[Opening Provided data section]

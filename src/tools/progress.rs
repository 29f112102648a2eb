//! Progress reporting for long running operations.
//!
//! The caller supplies the expected amount of work (usually a byte count) and an optional
//! callback. The callback receives a percentage at most once per `REPORT_INTERVAL` units of work
//! and once more with 100.0 when the operation ends. Values never decrease and are clamped to
//! 0..=100. The callback runs inside the read loop, so it must be cheap.

/// Work units (bytes) between two reports.
pub const REPORT_INTERVAL: u64 = 10 * 1024;

pub struct Progress<'a> {
    callback: Option<Box<dyn FnMut(f64) + 'a>>,
    total: u64,
    done: u64,
    since_report: u64,
    last: f64,
}

impl<'a> Progress<'a> {
    /// Report against `total` units of work.
    pub fn new<F: FnMut(f64) + 'a>(total: u64, callback: F) -> Self {
        Self {
            callback: Some(Box::new(callback)),
            total,
            done: 0,
            since_report: 0,
            last: 0.0,
        }
    }

    /// A reporter that does nothing.
    pub fn none() -> Self {
        Self {
            callback: None,
            total: 0,
            done: 0,
            since_report: 0,
            last: 0.0,
        }
    }

    /// Replace the amount of expected work. Used once the real size becomes known.
    pub fn set_total(&mut self, total: u64) {
        self.total = total;
    }

    /// Record `n` more units of work, reporting if an interval has been crossed.
    pub fn advance(&mut self, n: u64) {
        if self.callback.is_none() {
            return;
        }
        self.done += n;
        self.since_report += n;
        if self.since_report >= REPORT_INTERVAL {
            self.since_report = 0;
            let pct = if self.total == 0 {
                0.0
            } else {
                self.done as f64 * 100.0 / self.total as f64
            };
            self.report(pct);
        }
    }

    /// Report completion.
    pub fn finish(&mut self) {
        self.report(100.0);
    }

    fn report(&mut self, pct: f64) {
        let pct = pct.clamp(0.0, 100.0).max(self.last);
        self.last = pct;
        if let Some(cb) = self.callback.as_mut() {
            cb(pct);
        }
    }
}

impl Default for Progress<'_> {
    fn default() -> Self {
        Self::none()
    }
}

impl std::fmt::Debug for Progress<'_> {
    fn fmt(&self, f: &mut std::fmt::Formatter<'_>) -> std::fmt::Result {
        f.debug_struct("Progress")
            .field("total", &self.total)
            .field("done", &self.done)
            .field("last", &self.last)
            .finish()
    }
}

#[cfg(test)]
mod test {
    use super::{Progress, REPORT_INTERVAL};

    #[test]
    fn interval_test() {
        let mut seen = Vec::new();
        {
            let mut p = Progress::new(REPORT_INTERVAL * 4, |pct| seen.push(pct));
            p.advance(REPORT_INTERVAL / 2);
            p.advance(REPORT_INTERVAL / 2);
            p.advance(REPORT_INTERVAL);
            p.advance(10);
            p.finish();
        }
        assert_eq!(seen, vec![25.0, 50.0, 100.0]);
    }

    #[test]
    fn clamp_and_monotonic_test() {
        let mut seen = Vec::new();
        {
            // Underestimated total: values must stop at 100.
            let mut p = Progress::new(REPORT_INTERVAL, |pct| seen.push(pct));
            p.advance(REPORT_INTERVAL * 3);
            p.set_total(REPORT_INTERVAL * 100);
            p.advance(REPORT_INTERVAL);
            p.finish();
        }
        assert_eq!(seen, vec![100.0, 100.0, 100.0]);
        assert!(seen.windows(2).all(|w| w[0] <= w[1]));
    }

    #[test]
    fn none_test() {
        let mut p = Progress::none();
        p.advance(REPORT_INTERVAL * 10);
        p.finish();
    }
}
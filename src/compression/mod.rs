//! The compression module holds both directions of the pahuff format.
//!
//! Compression happens in the following steps:
//! - Frequency mining: cut the input into words at separator bytes and count, for every byte
//!   that starts a word, the patterns that follow it.
//! - Tree building: a super-tree over the word-starting bytes (contexts), and a sub-tree over
//!   each context's patterns.
//! - Header: write the frequency tables so the trees can be rebuilt.
//! - Encoding: a second pass over the input writes each word as its context code followed by
//!   the longest pattern codes that fit.
//!
//! Decompression reads the header, rebuilds the same trees, and walks them bit by bit, switching
//! between the super-tree and the current context's sub-tree.
//!

pub mod compress;
pub mod decompress;
pub mod header;
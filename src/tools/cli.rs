//! Command line interface for pahuff, built on the clap crate.
//!
//! ```text
//! pahuff [-v...] [-q] compress <input> <output> [-l N] [-a N] [-s STR] [--show-codes]
//! pahuff [-v...] [-q] decompress <input> <output>
//! ```
//!
//! Stage information is shown by default. Each -v adds detail; -q shows errors only.

use std::path::PathBuf;

use clap::Parser;
use log::LevelFilter;

use super::options::{Config, Separators, MAX_PATTERN_AMOUNT, MAX_PATTERN_LENGTH};
use crate::error::{PahuffError, Result};

/// Command Line Interpretation - uses external CLAP crate.
#[derive(Parser, Debug)]
#[clap(
    version,
    about = "A pattern-aware two-layer Huffman compressor",
    long_about = "
    Every word is coded in two steps: a code for the byte that starts it, then codes for the
    rest of the word taken from a table owned by that starting byte. Words are cut at
    separator bytes (by default space, tab, newline and . , ; ! ?).

    Works best on natural language text."
)]
pub struct Args {
    /// Sets verbosity. -v adds debugging detail, -vv traces every code
    #[clap(short = 'v', long = "verbose", action = clap::ArgAction::Count, global = true)]
    pub verbose: u8,

    /// Only report errors
    #[clap(short = 'q', long = "quiet", global = true)]
    pub quiet: bool,

    #[clap(subcommand)]
    pub command: Command,
}

#[derive(clap::Subcommand, Debug, Clone, PartialEq, Eq)]
pub enum Command {
    /// Compress a file
    Compress(CompressArgs),
    /// Restore a file written by compress
    Decompress(DecompressArgs),
}

#[derive(clap::Args, Debug, Clone, PartialEq, Eq)]
pub struct CompressArgs {
    /// File to compress
    pub input: PathBuf,

    /// Where to write the compressed data
    pub output: PathBuf,

    /// Longest pattern kept in a context table
    #[clap(short = 'l', long, default_value_t = MAX_PATTERN_LENGTH)]
    pub max_pattern_length: usize,

    /// Most patterns kept per context table (at least 256)
    #[clap(short = 'a', long, default_value_t = MAX_PATTERN_AMOUNT)]
    pub max_pattern_amount: usize,

    /// Bytes that end a word. Accepts the escapes \t \n \r \s (space) and \\
    #[clap(short = 's', long)]
    pub separators: Option<String>,

    /// Print every context and pattern code after compressing
    #[clap(long)]
    pub show_codes: bool,
}

impl CompressArgs {
    /// Turn the options into a validated engine config.
    pub fn config(&self) -> Result<Config> {
        let separators = match &self.separators {
            Some(s) => Separators::new(&parse_separators(s)?),
            None => Separators::default(),
        };
        let config = Config {
            max_pattern_length: self.max_pattern_length,
            max_pattern_amount: self.max_pattern_amount,
            separators,
        };
        config.validate()?;
        Ok(config)
    }
}

#[derive(clap::Args, Debug, Clone, PartialEq, Eq)]
pub struct DecompressArgs {
    /// File written by compress
    pub input: PathBuf,

    /// Where to write the restored data
    pub output: PathBuf,
}

impl Args {
    /// Log level chosen by -q and -v.
    pub fn level(&self) -> LevelFilter {
        if self.quiet {
            return LevelFilter::Error;
        }
        match self.verbose {
            0 => LevelFilter::Info,
            1 => LevelFilter::Debug,
            _ => LevelFilter::Trace,
        }
    }
}

/// Parse the command line and set the log level from it.
pub fn args_init() -> Args {
    let args = Args::parse();
    log::set_max_level(args.level());
    args
}

/// Expand the escapes allowed in a separator list.
pub fn parse_separators(text: &str) -> Result<Vec<u8>> {
    let mut out = Vec::with_capacity(text.len());
    let mut bytes = text.bytes();
    while let Some(b) = bytes.next() {
        if b != b'\\' {
            out.push(b);
            continue;
        }
        match bytes.next() {
            Some(b't') => out.push(b'\t'),
            Some(b'n') => out.push(b'\n'),
            Some(b'r') => out.push(b'\r'),
            Some(b's') => out.push(b' '),
            Some(b'\\') => out.push(b'\\'),
            Some(other) => {
                return Err(PahuffError::InvalidConfig(format!(
                    "unknown escape \\{} in separators",
                    other as char
                )))
            }
            None => {
                return Err(PahuffError::InvalidConfig(
                    "separators end with a lone backslash".to_string(),
                ))
            }
        }
    }
    Ok(out)
}
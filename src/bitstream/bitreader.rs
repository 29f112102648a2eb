//! BitReader: reads the packed body of a compressed stream one bit at a time.
//!
//! NOTE: This module can read from any I/O source that supports the read() call. Wrap unbuffered
//! sources (files, sockets) in a BufReader, since bytes are pulled one at a time.
//!

use std::io::{self, ErrorKind, Read};

/// Reads a bitstream most significant bit first.
#[derive(Debug)]
pub struct BitReader<R> {
    /// Last byte pulled from the source.
    current: u8,
    /// Bits of `current` not yet handed out.
    remaining: u8,
    /// Count of bytes pulled from the source.
    consumed: u64,
    source: R,
}

impl<R: Read> BitReader<R> {
    pub fn new(source: R) -> Self {
        Self {
            current: 0,
            remaining: 0,
            consumed: 0,
            source,
        }
    }

    /// Pull the next byte from the source. Returns false if there is no more data.
    fn have_data(&mut self) -> io::Result<bool> {
        let mut byte = [0_u8; 1];
        loop {
            match self.source.read(&mut byte) {
                Ok(0) => return Ok(false),
                Ok(_) => {
                    self.current = byte[0];
                    self.remaining = 8;
                    self.consumed += 1;
                    return Ok(true);
                }
                Err(e) if e.kind() == ErrorKind::Interrupted => continue,
                Err(e) => return Err(e),
            }
        }
    }

    /// Return the next bit (1 or 0), or None if there is no more data to read.
    pub fn bit(&mut self) -> io::Result<Option<u8>> {
        if self.remaining == 0 && !self.have_data()? {
            return Ok(None);
        }
        self.remaining -= 1;
        Ok(Some((self.current >> self.remaining) & 1))
    }

    /// Return Some(true) if the next bit is 1, Some(false) if 0, or None at the end of the data.
    pub fn bool_bit(&mut self) -> io::Result<Option<bool>> {
        Ok(self.bit()?.map(|bit| bit == 1))
    }

    /// Bytes pulled from the source so far.
    pub fn bytes_consumed(&self) -> u64 {
        self.consumed
    }

    /// Debugging function. Report current position as [byte.bit].
    pub fn loc(&self) -> String {
        format!("[{}.{}]", self.consumed, (8 - self.remaining) % 8)
    }
}
//! pahuff: a pattern-aware, two-layer Huffman compressor.
//!
//! Version 0.1.0
//!
//! Instead of one flat code over single bytes, pahuff codes a word as the code of the byte that
//! starts it (its context) followed by codes for the rest of the word, taken from a table that
//! belongs to that context. Text where the same word stems keep coming back compresses well.
//!
//! Basic library usage:
//!
//! ```no_run
//! use std::fs::File;
//! use pahuff::{compress, decompress, Config, Progress};
//!
//! let input = File::open("test.txt").unwrap();
//! let output = File::create("test.txt.pah").unwrap();
//! compress(input, output, &Config::default(), &mut Progress::none()).unwrap();
//!
//! let input = File::open("test.txt.pah").unwrap();
//! let output = File::create("test.out").unwrap();
//! decompress(input, output, &mut Progress::none()).unwrap();
//! ```
//!
pub mod bitstream;
pub mod compression;
pub mod error;
pub mod huffman_coding;
pub mod tools;

pub use compression::compress::{compress, compress_with_dictionary, CompressStats};
pub use compression::decompress::{decompress, DecompressStats};
pub use error::{PahuffError, Result};
pub use huffman_coding::huffman::Dictionary;
pub use tools::freq_count::mine;
pub use tools::options::{Config, Separators};
pub use tools::progress::Progress;
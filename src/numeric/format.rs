//! Canonical display formatting for calculator results
//!
//! The three entry points cover the display contracts of the calculator:
//!
//! - [`format_fixed`]: exactly `frac_digits` digits after the point,
//!   trailing zeros kept
//! - [`format_precision`]: a fixed number of significant digits, for unit
//!   conversion results in the plain-decimal range
//! - [`format_exponential`]: scientific notation with a signed exponent
//!   (`3.731500e+2`), for very large and very small magnitudes
//!
//! Rounding always happens on the exact decimal expansion of the binary
//! value, with ties going away from zero. `format!` with a precision is only
//! used to obtain the expansion (40 digits is past the region where its own
//! rounding could disturb the digits we keep).

/// Increment a big-endian ASCII digit run in place. Returns true when the
/// carry ran off the front and a leading `1` was inserted.
fn increment_digits(digits: &mut Vec<u8>) -> bool {
    for digit in digits.iter_mut().rev() {
        if *digit == b'9' {
            *digit = b'0';
        } else {
            *digit += 1;
            return false;
        }
    }
    digits.insert(0, b'1');
    true
}

/// Render `value` with exactly `frac_digits` digits after the decimal
/// point, rounding ties away from zero. `frac_digits == 0` yields a bare
/// integer with no point.
pub fn format_fixed(value: f64, frac_digits: usize) -> String {
    let negative = value < 0.0;
    let expanded = format!("{:.40}", value.abs());
    let (int_part, frac_part) = match expanded.split_once('.') {
        Some(parts) => parts,
        None => (expanded.as_str(), ""),
    };

    let mut digits: Vec<u8> = int_part.bytes().collect();
    let mut int_len = digits.len();
    digits.extend(frac_part.bytes().take(frac_digits));
    while digits.len() < int_len + frac_digits {
        digits.push(b'0');
    }

    let round_up = frac_part
        .as_bytes()
        .get(frac_digits)
        .is_some_and(|d| *d >= b'5');
    if round_up && increment_digits(&mut digits) {
        int_len += 1;
    }

    let mut out = String::with_capacity(digits.len() + 2);
    if negative {
        out.push('-');
    }
    out.extend(digits[..int_len].iter().map(|&d| d as char));
    if frac_digits > 0 {
        out.push('.');
        out.extend(digits[int_len..].iter().map(|&d| d as char));
    }
    out
}

/// Render `value` with `sig_digits` significant digits as a plain decimal.
/// Callers keep `value` inside the range where that is representable
/// without an exponent (the unit formatter routes anything else to
/// [`format_exponential`]).
pub fn format_precision(value: f64, sig_digits: usize) -> String {
    if value == 0.0 {
        return format_fixed(0.0, sig_digits.saturating_sub(1));
    }
    let exponent = decimal_exponent(value);
    let frac_digits = (sig_digits as i32 - 1 - exponent).max(0) as usize;
    format_fixed(value, frac_digits)
}

/// Render `value` in scientific notation with `frac_digits` mantissa
/// digits after the point and an always-signed exponent: `1.000000e+7`,
/// `-3.5e-2`. Zero renders as `0.000000e+0`.
pub fn format_exponential(value: f64, frac_digits: usize) -> String {
    let negative = value < 0.0;
    let expanded = format!("{:.40e}", value.abs());
    let (mantissa, exp_text) = match expanded.split_once('e') {
        Some(parts) => parts,
        None => (expanded.as_str(), "0"),
    };
    let mut exponent: i32 = exp_text.parse().unwrap_or(0);

    let (lead, frac) = match mantissa.split_once('.') {
        Some(parts) => parts,
        None => (mantissa, ""),
    };
    let mut digits: Vec<u8> = lead.bytes().collect();
    digits.extend(frac.bytes().take(frac_digits));
    while digits.len() < frac_digits + 1 {
        digits.push(b'0');
    }

    let round_up = frac
        .as_bytes()
        .get(frac_digits)
        .is_some_and(|d| *d >= b'5');
    if round_up && increment_digits(&mut digits) {
        // 9.999... carried over into a new leading digit; renormalize.
        digits.pop();
        exponent += 1;
    }

    let mut out = String::with_capacity(digits.len() + 6);
    if negative {
        out.push('-');
    }
    out.push(digits[0] as char);
    if frac_digits > 0 {
        out.push('.');
        out.extend(digits[1..].iter().map(|&d| d as char));
    }
    out.push('e');
    if exponent >= 0 {
        out.push('+');
    }
    out.push_str(&exponent.to_string());
    out
}

/// Power of ten of the leading significant digit, taken from the `{:e}`
/// rendition rather than log10 to avoid boundary fuzz at exact powers.
fn decimal_exponent(value: f64) -> i32 {
    let exponential = format!("{:e}", value.abs());
    match exponential.rsplit_once('e') {
        Some((_, exp)) => exp.parse().unwrap_or(0),
        None => 0,
    }
}
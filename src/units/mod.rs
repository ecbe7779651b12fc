//! Unit conversion engine
//!
//! This module provides physical unit conversion:
//! - [`catalog`]: the static unit tables (length, area, volume, mass,
//!   temperature) and the keyed [`catalog::UnitCatalog`] index
//! - [`convert`]: the conversion math and the result formatter
//!
//! # Conversion Model
//!
//! Every non-temperature category converts through its base unit with a
//! linear factor:
//! ```text
//! result = value * from.factor / to.factor
//! ```
//! Temperature is affine and routes through a Celsius pivot instead; its
//! table factors exist only to keep the [`catalog::Unit`] shape uniform.

pub mod catalog;
pub mod convert;
use ratatui::style::Color;

pub struct Theme {
    pub bg: Color,
    pub fg: Color,
    pub primary: Color,   // Blue
    pub secondary: Color, // Orange
    pub comment: Color,   // Grey
    pub success: Color,   // Green
    pub error: Color,     // Red
    pub number: Color,
    pub operator: Color,
    pub border_focused: Color,
    pub border_normal: Color,
    pub bar_bg: Color,
    pub tab_active: Color, // Active mode tab
    pub selection: Color,  // Active base / unit highlight
}

pub const DEFAULT_THEME: Theme = Theme {
    bg: Color::Rgb(30, 30, 46),
    fg: Color::Rgb(205, 214, 244),
    primary: Color::Rgb(137, 180, 250),   // Blue
    secondary: Color::Rgb(250, 179, 135), // Orange
    comment: Color::Rgb(108, 112, 134),
    success: Color::Rgb(166, 227, 161),
    error: Color::Rgb(243, 139, 168),
    number: Color::Rgb(250, 179, 135),         // Orange for the display value
    operator: Color::Rgb(148, 226, 213),       // Teal for operators
    border_focused: Color::Rgb(249, 226, 175), // Yellow border for focus
    border_normal: Color::Rgb(108, 112, 134),  // Grey border for normal
    bar_bg: Color::Rgb(50, 50, 70),            // Slightly lighter BG for bars
    tab_active: Color::Rgb(249, 226, 175),     // Yellow for the active tab
    selection: Color::Rgb(245, 194, 231),      // Pink for selections
};
//! Evaluation error types shared by all calculator modes
//!
//! This module defines [`EvalError`], which represents every way an
//! evaluation request can fail (as opposed to terminal/IO errors).
//!
//! Evaluation errors are never fatal - the session records them and leaves
//! its state untouched so the user can correct the input.

use std::fmt;

/// Errors produced while evaluating calculator input
#[derive(Debug, Clone, PartialEq)]
pub enum EvalError {
    /// The operand text does not parse as a number (in the active base,
    /// for programmer operations)
    InvalidInput { text: String },

    /// The pending equation fragment has no parsable first operand
    InvalidEquation { fragment: String },

    /// Operator character outside the recognized set
    InvalidOperation { operator: char },

    /// Division with a zero second operand
    DivisionByZero,

    /// The computed value is not finite and cannot be displayed
    InvalidResult { value: f64 },
}

impl EvalError {
    /// Short tag for the status bar
    pub fn label(&self) -> &'static str {
        match self {
            EvalError::InvalidInput { .. } => "Invalid input",
            EvalError::InvalidEquation { .. } => "Invalid equation",
            EvalError::InvalidOperation { .. } => "Invalid operation",
            EvalError::DivisionByZero => "Division by zero",
            EvalError::InvalidResult { .. } => "Invalid result",
        }
    }
}

impl fmt::Display for EvalError {
    fn fmt(&self, f: &mut fmt::Formatter<'_>) -> fmt::Result {
        match self {
            EvalError::InvalidInput { text } => {
                write!(f, "Invalid input: '{}' is not a number", text)
            }
            EvalError::InvalidEquation { fragment } => {
                write!(f, "Invalid equation: '{}' has no first operand", fragment)
            }
            EvalError::InvalidOperation { operator } => {
                write!(f, "Invalid operation '{}'", operator)
            }
            EvalError::DivisionByZero => {
                write!(f, "Division by zero")
            }
            EvalError::InvalidResult { value } => {
                write!(f, "Result {} cannot be displayed", value)
            }
        }
    }
}

impl std::error::Error for EvalError {}
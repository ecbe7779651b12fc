//! Terminal UI for the calculator
//!
//! This module implements the ratatui front end:
//!
//! - `app`: event loop, keyboard dispatch, and the error display timer
//! - `panes`: stateless rendering functions for each screen region
//! - `theme`: the color palette
//!
//! The UI owns no calculator state of its own beyond the status
//! message and the error timer. Every key press is translated into a
//! [`crate::session::Session`] call, and every frame is drawn from the
//! session's current state.

pub mod app;
pub mod panes;
pub mod theme;

pub use app::App;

[Closing Provided data section]

Instructions for the task
Return a copy of each line in the records above that has "keep" in it.

Worked solution
//! belongs to that context. Text where the same word stems keep coming back compresses well.
//! rounding could disturb the digits we keep).
/// Callers keep `value` inside the range where that is representable
//! table factors exist only to keep the [`catalog::Unit`] shape uniform.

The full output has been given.